*** Records Section Begins ***

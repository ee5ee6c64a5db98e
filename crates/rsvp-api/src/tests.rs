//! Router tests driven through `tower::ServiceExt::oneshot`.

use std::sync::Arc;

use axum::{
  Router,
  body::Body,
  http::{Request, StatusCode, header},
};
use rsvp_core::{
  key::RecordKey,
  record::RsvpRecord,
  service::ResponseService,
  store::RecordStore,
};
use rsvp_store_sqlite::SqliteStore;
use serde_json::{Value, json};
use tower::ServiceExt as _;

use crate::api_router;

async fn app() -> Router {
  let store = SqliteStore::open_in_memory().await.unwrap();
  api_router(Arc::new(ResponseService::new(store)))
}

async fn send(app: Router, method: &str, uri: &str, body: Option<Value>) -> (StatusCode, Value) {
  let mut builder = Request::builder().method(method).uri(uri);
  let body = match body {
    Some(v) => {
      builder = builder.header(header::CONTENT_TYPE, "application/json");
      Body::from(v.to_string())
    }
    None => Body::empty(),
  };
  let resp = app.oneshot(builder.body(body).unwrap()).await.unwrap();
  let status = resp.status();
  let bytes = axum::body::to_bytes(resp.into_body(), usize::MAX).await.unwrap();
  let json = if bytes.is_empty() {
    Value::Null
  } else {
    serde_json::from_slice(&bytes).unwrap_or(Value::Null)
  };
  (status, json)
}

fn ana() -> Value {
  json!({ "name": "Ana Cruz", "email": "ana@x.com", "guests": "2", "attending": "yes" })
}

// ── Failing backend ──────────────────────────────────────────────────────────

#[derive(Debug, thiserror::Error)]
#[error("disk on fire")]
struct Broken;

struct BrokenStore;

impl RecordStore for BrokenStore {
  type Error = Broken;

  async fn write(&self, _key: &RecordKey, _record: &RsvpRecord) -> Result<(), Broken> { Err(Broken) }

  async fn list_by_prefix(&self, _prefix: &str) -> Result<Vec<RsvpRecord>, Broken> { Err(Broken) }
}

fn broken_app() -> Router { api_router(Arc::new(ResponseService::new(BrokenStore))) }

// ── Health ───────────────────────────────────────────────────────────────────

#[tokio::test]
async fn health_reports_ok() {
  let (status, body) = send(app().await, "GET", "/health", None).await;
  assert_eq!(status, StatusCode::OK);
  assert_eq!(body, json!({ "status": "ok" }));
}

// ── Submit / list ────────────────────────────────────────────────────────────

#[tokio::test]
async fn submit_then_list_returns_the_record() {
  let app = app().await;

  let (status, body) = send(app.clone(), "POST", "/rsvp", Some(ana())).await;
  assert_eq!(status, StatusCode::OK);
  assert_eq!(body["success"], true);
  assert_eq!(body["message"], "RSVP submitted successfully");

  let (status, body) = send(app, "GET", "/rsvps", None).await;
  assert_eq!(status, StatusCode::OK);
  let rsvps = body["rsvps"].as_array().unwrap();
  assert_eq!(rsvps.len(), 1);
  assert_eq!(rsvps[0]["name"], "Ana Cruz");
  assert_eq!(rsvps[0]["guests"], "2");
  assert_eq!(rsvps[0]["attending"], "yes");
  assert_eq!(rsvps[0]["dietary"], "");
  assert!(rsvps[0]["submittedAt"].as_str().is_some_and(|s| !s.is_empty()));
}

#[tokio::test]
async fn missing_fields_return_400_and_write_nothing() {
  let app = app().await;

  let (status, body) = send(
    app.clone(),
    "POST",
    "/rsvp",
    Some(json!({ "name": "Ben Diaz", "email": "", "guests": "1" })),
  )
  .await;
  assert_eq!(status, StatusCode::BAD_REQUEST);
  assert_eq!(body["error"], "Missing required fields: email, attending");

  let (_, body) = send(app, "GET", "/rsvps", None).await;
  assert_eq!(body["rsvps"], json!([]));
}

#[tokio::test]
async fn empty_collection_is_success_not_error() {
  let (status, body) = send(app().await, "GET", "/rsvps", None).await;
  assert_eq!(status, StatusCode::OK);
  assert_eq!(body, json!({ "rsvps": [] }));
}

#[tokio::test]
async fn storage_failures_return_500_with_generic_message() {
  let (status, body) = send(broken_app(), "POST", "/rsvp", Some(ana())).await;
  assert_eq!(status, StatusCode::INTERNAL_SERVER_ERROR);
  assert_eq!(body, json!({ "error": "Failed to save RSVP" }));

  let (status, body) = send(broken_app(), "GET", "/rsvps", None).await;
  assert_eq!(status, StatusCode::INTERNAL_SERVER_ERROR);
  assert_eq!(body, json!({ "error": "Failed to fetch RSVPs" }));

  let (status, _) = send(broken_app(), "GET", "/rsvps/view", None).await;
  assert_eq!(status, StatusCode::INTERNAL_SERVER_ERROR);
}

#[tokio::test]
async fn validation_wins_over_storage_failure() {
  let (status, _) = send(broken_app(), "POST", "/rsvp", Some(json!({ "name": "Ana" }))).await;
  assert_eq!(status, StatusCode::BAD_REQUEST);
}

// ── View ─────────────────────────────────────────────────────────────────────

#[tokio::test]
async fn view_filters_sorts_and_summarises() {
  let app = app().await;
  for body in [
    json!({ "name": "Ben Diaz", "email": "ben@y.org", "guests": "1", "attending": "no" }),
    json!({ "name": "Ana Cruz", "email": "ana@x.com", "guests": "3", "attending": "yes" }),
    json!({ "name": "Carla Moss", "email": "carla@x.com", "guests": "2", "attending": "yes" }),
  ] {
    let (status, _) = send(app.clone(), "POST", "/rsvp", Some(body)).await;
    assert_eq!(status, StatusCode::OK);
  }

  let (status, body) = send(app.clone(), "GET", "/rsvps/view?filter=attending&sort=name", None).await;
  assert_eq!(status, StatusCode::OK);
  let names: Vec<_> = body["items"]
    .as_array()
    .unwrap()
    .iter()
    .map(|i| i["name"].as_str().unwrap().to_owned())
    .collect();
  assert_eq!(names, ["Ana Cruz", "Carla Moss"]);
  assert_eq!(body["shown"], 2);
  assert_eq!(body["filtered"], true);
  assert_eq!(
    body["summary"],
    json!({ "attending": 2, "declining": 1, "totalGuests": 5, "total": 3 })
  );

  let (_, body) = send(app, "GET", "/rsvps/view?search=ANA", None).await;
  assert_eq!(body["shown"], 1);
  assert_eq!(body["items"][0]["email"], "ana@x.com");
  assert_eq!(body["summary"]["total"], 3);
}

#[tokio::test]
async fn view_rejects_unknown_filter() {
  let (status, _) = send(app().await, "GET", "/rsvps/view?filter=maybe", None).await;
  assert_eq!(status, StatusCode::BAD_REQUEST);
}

*** Records Section Ends ***
*** Records Section Begins ***

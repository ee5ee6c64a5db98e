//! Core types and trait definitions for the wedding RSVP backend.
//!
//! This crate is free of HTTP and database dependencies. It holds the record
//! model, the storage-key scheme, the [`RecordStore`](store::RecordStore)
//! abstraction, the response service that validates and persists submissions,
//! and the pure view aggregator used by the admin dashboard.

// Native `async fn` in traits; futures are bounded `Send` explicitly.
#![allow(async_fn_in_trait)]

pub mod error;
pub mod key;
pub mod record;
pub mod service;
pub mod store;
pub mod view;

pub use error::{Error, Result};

*** Records Section Ends ***

**Your assignment**
When the entries above show the word "summary" in a line, copy that line out.

**Response**
    body["summary"],
  assert_eq!(body["summary"]["total"], 3);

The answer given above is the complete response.